Il n’est sans doute pas nécessaire de remonter à l’enregistrement de 1942 de Bernardino Molinari pour constater que l’image sonore de Vivaldi a profondément changé. Il est vrai que l’interprétation, dans tous les sens du terme, du violoniste italien étonne encore aujourd’hui. La partition des Quatre Saisons avait subi plusieurs coupures et arrangements et, surtout, une orchestration qui convoquait des instruments à vent : il fallait rendre ces quatre concertos, publiés en 1725 à Amsterdam dans le recueil de l’opus 8 (Il cimento dell'armonia e dell'inventione : L’épreuve de l'harmonie et de l'invention), conforme au goût du jour. Un violon et des cordes pour tout accompagnement ne sauraient suffire à séduire. Depuis, ce processus d’actualisation n’a cessé de rebrousser chemin pour tenter de rencontrer un Vivaldi en version originale, sans d’anachroniques sous-titres. Cinq ans après Molinari, l’Américain Louis Kaufman réalise à New York le premier enregistrement des Quatre Saisons dans un dispositif ad hoc de cordes seules inaugurant ainsi une suite ininterrompue de disques qui contribuèrent à la notoriété (très orientée, très partielle, excluant l’essentiel de sa musique vocale) de Vivaldi. C’était l’époque triomphale des Münchinger, des I Musici, I Virtuosi di Roma, I Solisti Veneti, des orchestres de chambre spécialisés dans le répertoire baroque. Avant que Nikolaus Harnoncourt avec son épouse Alice, merveilleuse violoniste, et le Concentus Musicus de Vienne (Teldec, 1976-1977) et, dans une moindre mesure, Jean-Claude Malgoire avec John Holloway et La Grande Écurie et la Chambre du Roy (CBS, 1978) ne viennent bousculer les habitudes d’écoute avec les instruments d’époque (ou des copies).

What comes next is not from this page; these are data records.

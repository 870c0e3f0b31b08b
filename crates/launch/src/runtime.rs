//! The device-runtime seam.
//!
//! A real HIP/CUDA module loader and launcher lives outside this crate;
//! the driver only needs the three operations below. Every call blocks
//! until device completion, and calls issued on one runtime are observed
//! by the device in call order. That total order is what makes the
//! zero-fill pre-pass safe against the accumulating launches that follow
//! it, and keeps repeated measurements isolated from each other.

use thiserror::Error;

/// Raw device address of a caller-owned buffer.
pub type DeviceAddr = u64;

/// The three buffers of a backward-data pass. Allocation and lifetime are
/// the caller's responsibility.
#[derive(Debug, Clone, Copy, PartialEq, Eq)]
pub struct DeviceBuffers {
    /// Input gradient, written by the pass.
    pub dinput: DeviceAddr,
    /// Filter weights, read-only.
    pub weights: DeviceAddr,
    /// Output gradient, read-only.
    pub doutput: DeviceAddr,
}

/// One-dimensional launch shape.
#[derive(Debug, Clone, Copy, PartialEq, Eq)]
pub struct LaunchDims {
    /// Thread-group count.
    pub grid: u32,
    /// Threads per group.
    pub block: u32,
}

/// Device-side failures. All of these are fatal to the run: they signal a
/// broken environment or invocation, not a domain decision.
#[derive(Debug, Error)]
pub enum RuntimeError {
    #[error("kernel not found: {0}")]
    KernelNotFound(String),
    #[error("launch of {kernel} failed: {detail}")]
    LaunchFailed { kernel: String, detail: String },
    #[error("device synchronization failed: {0}")]
    SyncFailed(String),
}

/// Opaque handle to a loaded kernel, valid for the runtime that issued it.
#[derive(Debug, Clone, Copy, PartialEq, Eq)]
pub struct KernelHandle(pub(crate) usize);

pub trait KernelRuntime {
    /// Resolve a kernel name to a launchable handle.
    fn lookup_kernel(&self, name: &str) -> Result<KernelHandle, RuntimeError>;

    /// Launch and wait for completion; returns the device-measured
    /// duration in milliseconds.
    fn launch(
        &self,
        kernel: KernelHandle,
        dims: LaunchDims,
        args: &[u8],
    ) -> Result<f64, RuntimeError>;

    /// Clear `len` bytes at `addr` and wait; returns device milliseconds.
    fn zero_fill(&self, addr: DeviceAddr, len: usize) -> Result<f64, RuntimeError>;
}
//! Admissibility of a tunable tile configuration for a given problem.
//!
//! Every rule must pass before any geometry-derived value is trusted for
//! a launch; a single violation rejects the whole configuration. Rejection
//! is an expected, recoverable outcome, distinct from launch failures.

use crate::conv::ConvDescriptor;
use crate::resolve::{resolve, ResolvedGeometry};
use crate::tunable::TunableConfig;

/// Check a tunable against a problem. `Err` names the violated rule.
pub fn check(desc: &ConvDescriptor, tunable: &TunableConfig) -> Result<(), String> {
    let geom = resolve(desc, tunable);
    check_resolved(desc, tunable, &geom)
}

pub fn is_valid(desc: &ConvDescriptor, tunable: &TunableConfig) -> bool {
    check(desc, tunable).is_ok()
}

/// Rule set over an already-resolved geometry, so callers that keep the
/// geometry around do not resolve twice.
pub fn check_resolved(
    desc: &ConvDescriptor,
    tunable: &TunableConfig,
    geom: &ResolvedGeometry,
) -> Result<(), String> {
    if geom.b == 0 {
        return Err("active output slice is empty".to_string());
    }
    if geom.gemm_n % tunable.gemm_n_per_block != 0 {
        return Err(format!(
            "gemm_n {} not divisible by gemm_n_per_block {}",
            geom.gemm_n, tunable.gemm_n_per_block
        ));
    }
    if tunable.gemm_n_per_block % tunable.nxb != 0 {
        return Err(format!(
            "gemm_n_per_block {} not divisible by nxb {}",
            tunable.gemm_n_per_block, tunable.nxb
        ));
    }
    if desc.n % (tunable.gemm_n_per_block / tunable.nxb) != 0 {
        return Err(format!(
            "batch size {} not divisible by gemm_n_per_block/nxb = {}",
            desc.n,
            tunable.gemm_n_per_block / tunable.nxb
        ));
    }
    if tunable.nxe == 0 && (geom.h_tilda_slice * geom.w_tilda_slice) % tunable.nxb != 0 {
        return Err(format!(
            "slice area {} not divisible by nxb {} with padding disabled",
            geom.h_tilda_slice * geom.w_tilda_slice,
            tunable.nxb
        ));
    }
    for sub in geom.sub_gemms(desc) {
        if !sub.is_empty() && sub.gemm_k % tunable.gemm_k_per_block != 0 {
            return Err(format!(
                "sub-GEMM {} gemm_k {} not divisible by gemm_k_per_block {}",
                sub.index, sub.gemm_k, tunable.gemm_k_per_block
            ));
        }
    }
    if tunable.nxe == 0 && !desc.is_unit_conv() {
        return Err("nxe == 0 only supports unit convolutions".to_string());
    }
    let n_vector_width = tunable.tensor_b_thread_lengths[3];
    if n_vector_width > 1
        && !desc.is_unit_conv()
        && (desc.ho() * desc.wo()) % n_vector_width != 0
    {
        return Err(format!(
            "output area {} not divisible by n-operand vector width {}",
            desc.ho() * desc.wo(),
            n_vector_width
        ));
    }
    Ok(())
}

Avec une douzaine de cordes, un clavecin et un orgue, Harnoncourt et ses musiciens réinventent un monde, érigent le théâtre des saisons, nous rappellent que Vivaldi composait pour la scène et qu’il savait réagir au texte chanté. Dans les concertos, le texte est absent mais pas le sous-texte puisque ces Quatre Saisons déroulent un programme, clairement consigné dans les sonnets décrivant chaque épisode : ici un chien qui aboie, là l’appel des chasseurs. Cette découverte saisissante ne fut pas du goût de tous et d’autres enregistrements sur instruments anciens notamment venus d’Angleterre (Trevor Pinnock, 1981, Christopher Hogwood, 1982, Nicholas Kraemer, 1989, Andrew Parrott, 1990) préférèrent l’équilibre comme boussole : aux contrastes volontairement creusés, aux ruptures de ton, aux tempos parfois bousculés, aux grands écarts succédèrent ainsi des lectures plus souples, plus éminemment lyriques, solaires, mais sans doute plus uniformes malgré leurs incontestables beautés.

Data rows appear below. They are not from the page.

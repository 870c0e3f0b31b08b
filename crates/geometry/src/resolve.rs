//! The tilda transform: reducing a strided/dilated backward-data pass to
//! a set of dense sub-GEMM problems.
//!
//! Per axis, stride and dilation reduce by their gcd to a `tilda` factor;
//! the output positions then split into `y_tilda * x_tilda` interleaved
//! sublattices. Each sublattice becomes one sub-GEMM over the clipped
//! coordinate range that actually overlaps the padded input.

use anyhow::{ensure, Result};
use serde::{Deserialize, Serialize};

use crate::conv::ConvDescriptor;
use crate::math::{align_up, gcd};
use crate::tunable::TunableConfig;

/// Everything derived from one (descriptor, tunable) pair. Recomputed per
/// pair; `b` and `gemm_n` depend on the tunable's `nxb`/`nxe`.
#[derive(Debug, Clone, Copy, PartialEq, Eq, Serialize, Deserialize)]
pub struct ResolvedGeometry {
    pub y_tilda: u32,
    pub x_tilda: u32,
    pub y_dot: u32,
    pub x_dot: u32,
    /// Reduced dilation factors, `dilation / gcd(stride, dilation)`.
    pub dtile_dy: u32,
    pub dtile_dx: u32,
    /// Expanded coordinate extents reachable by integer tile indices.
    pub h_tilda: u32,
    pub w_tilda: u32,
    /// Active sub-range of the expanded extents.
    pub h_tilda_left: u32,
    pub w_tilda_left: u32,
    pub h_tilda_right: u32,
    pub w_tilda_right: u32,
    pub h_tilda_slice: u32,
    pub w_tilda_slice: u32,
    pub num_of_gemm: u32,
    /// Flattened spatial extent of gemm_n, padded to `nxb` when `nxe != 0`.
    pub b: u32,
    pub gemm_m: u32,
    pub gemm_n: u32,
}

/// One sublattice's dense GEMM problem.
#[derive(Debug, Clone, Copy, PartialEq, Eq, Serialize, Deserialize)]
pub struct SubGemm {
    pub index: u32,
    pub i_y_tilda: u32,
    pub i_x_tilda: u32,
    pub y_dot_slice: u32,
    pub x_dot_slice: u32,
    pub gemm_k: u32,
}

impl SubGemm {
    /// Empty sub-GEMMs contribute nothing and are never launched.
    pub fn is_empty(&self) -> bool {
        self.y_dot_slice == 0 || self.x_dot_slice == 0 || self.gemm_k == 0
    }
}

/// Pure function of its inputs; malformed descriptors are the validator's
/// concern, never this one's.
pub fn resolve(desc: &ConvDescriptor, tunable: &TunableConfig) -> ResolvedGeometry {
    let ho = desc.ho();
    let wo = desc.wo();

    let gcd_stride_dilation_h = gcd(desc.stride_h, desc.dilation_h);
    let gcd_stride_dilation_w = gcd(desc.stride_w, desc.dilation_w);
    let y_tilda = desc.stride_h / gcd_stride_dilation_h;
    let x_tilda = desc.stride_w / gcd_stride_dilation_w;

    let y_dot = desc.y.div_ceil(y_tilda);
    let x_dot = desc.x.div_ceil(x_tilda);

    let h_tilda = ho + (desc.dilation_h * (desc.y - 1)).div_ceil(desc.stride_h);
    let w_tilda = wo + (desc.dilation_w * (desc.x - 1)).div_ceil(desc.stride_w);

    let h_tilda_left = desc
        .pad_h
        .saturating_sub(desc.dilation_h * (y_tilda - 1))
        / desc.stride_h;
    let w_tilda_left = desc
        .pad_w
        .saturating_sub(desc.dilation_w * (x_tilda - 1))
        / desc.stride_w;

    let h_tilda_right = h_tilda.min((desc.pad_h + desc.hi - 1).div_ceil(desc.stride_h) + 1);
    let w_tilda_right = w_tilda.min((desc.pad_w + desc.wi - 1).div_ceil(desc.stride_w) + 1);

    let h_tilda_slice = h_tilda_right.saturating_sub(h_tilda_left);
    let w_tilda_slice = w_tilda_right.saturating_sub(w_tilda_left);

    let raw_b = h_tilda_slice * w_tilda_slice;
    let b = if tunable.nxe == 0 {
        raw_b
    } else {
        align_up(raw_b, tunable.nxb)
    };

    ResolvedGeometry {
        y_tilda,
        x_tilda,
        y_dot,
        x_dot,
        dtile_dy: desc.dilation_h / gcd_stride_dilation_h,
        dtile_dx: desc.dilation_w / gcd_stride_dilation_w,
        h_tilda,
        w_tilda,
        h_tilda_left,
        w_tilda_left,
        h_tilda_right,
        w_tilda_right,
        h_tilda_slice,
        w_tilda_slice,
        num_of_gemm: y_tilda * x_tilda,
        b,
        gemm_m: desc.c_per_group(),
        gemm_n: desc.n * b,
    }
}

impl ResolvedGeometry {
    /// Enumerate the sub-GEMMs row-major over `(y_tilda, x_tilda)`.
    pub fn sub_gemms<'a>(
        &'a self,
        desc: &'a ConvDescriptor,
    ) -> impl Iterator<Item = SubGemm> + 'a {
        let k_per_group = desc.k_per_group();
        (0..self.num_of_gemm).map(move |index| {
            let i_y_tilda = index / self.x_tilda;
            let i_x_tilda = index % self.x_tilda;
            // ceil((y - i_y) / y_tilda), zero once i_y walks past the filter.
            let y_dot_slice = (desc.y + self.y_tilda - 1 - i_y_tilda) / self.y_tilda;
            let x_dot_slice = (desc.x + self.x_tilda - 1 - i_x_tilda) / self.x_tilda;
            let gemm_k = k_per_group * y_dot_slice * x_dot_slice;
            SubGemm {
                index,
                i_y_tilda,
                i_x_tilda,
                y_dot_slice,
                x_dot_slice,
                gemm_k,
            }
        })
    }

    /// Thread-group count of one launch. Multihead folds every sub-GEMM
    /// into the same grid; the result must stay addressable in 32 bits.
    pub fn grid_size(&self, desc: &ConvDescriptor, tunable: &TunableConfig) -> Result<u32> {
        let mut grid = desc.group as u64
            * self.gemm_m.div_ceil(tunable.gemm_m_per_block) as u64
            * self.gemm_n.div_ceil(tunable.gemm_n_per_block) as u64;
        if tunable.multihead {
            grid *= self.num_of_gemm as u64;
        }
        ensure!(
            grid <= u32::MAX as u64,
            "grid size {} exceeds the 32-bit launch ceiling",
            grid
        );
        Ok(grid as u32)
    }
}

La version d’Harnoncourt fit, comme toujours, école et la jeune génération baroqueuse voulut, elle aussi, fêter Vivaldi. Les Italiens, devancés par les Britanniques et les Néerlandais dans la redécouverte de leur patrimoine musical, prirent le train en marche mais ne restèrent pas dans le wagon de queue. En 1991, Fabio Biondi et son Europa Galante surprennent par leur art à faire chanter le théâtre, à dynamiser l’effet sans casser la ligne. « Notre travail ne cherchait nullement à révolutionner les habitudes ni réussir une manœuvre de marketing, rappelle Fabio Biondi. Il résultait d’une lecture sincère de la partition. Depuis nous avons été souvent imités ». Imités, parfois caricaturés par des traits impatients, des phrasés précipités et des accents à répétition mais également mal entendus. Aussi les propositions de Fabio Biondi et d’Europa Galante ne firent-elles pas toujours l’unanimité.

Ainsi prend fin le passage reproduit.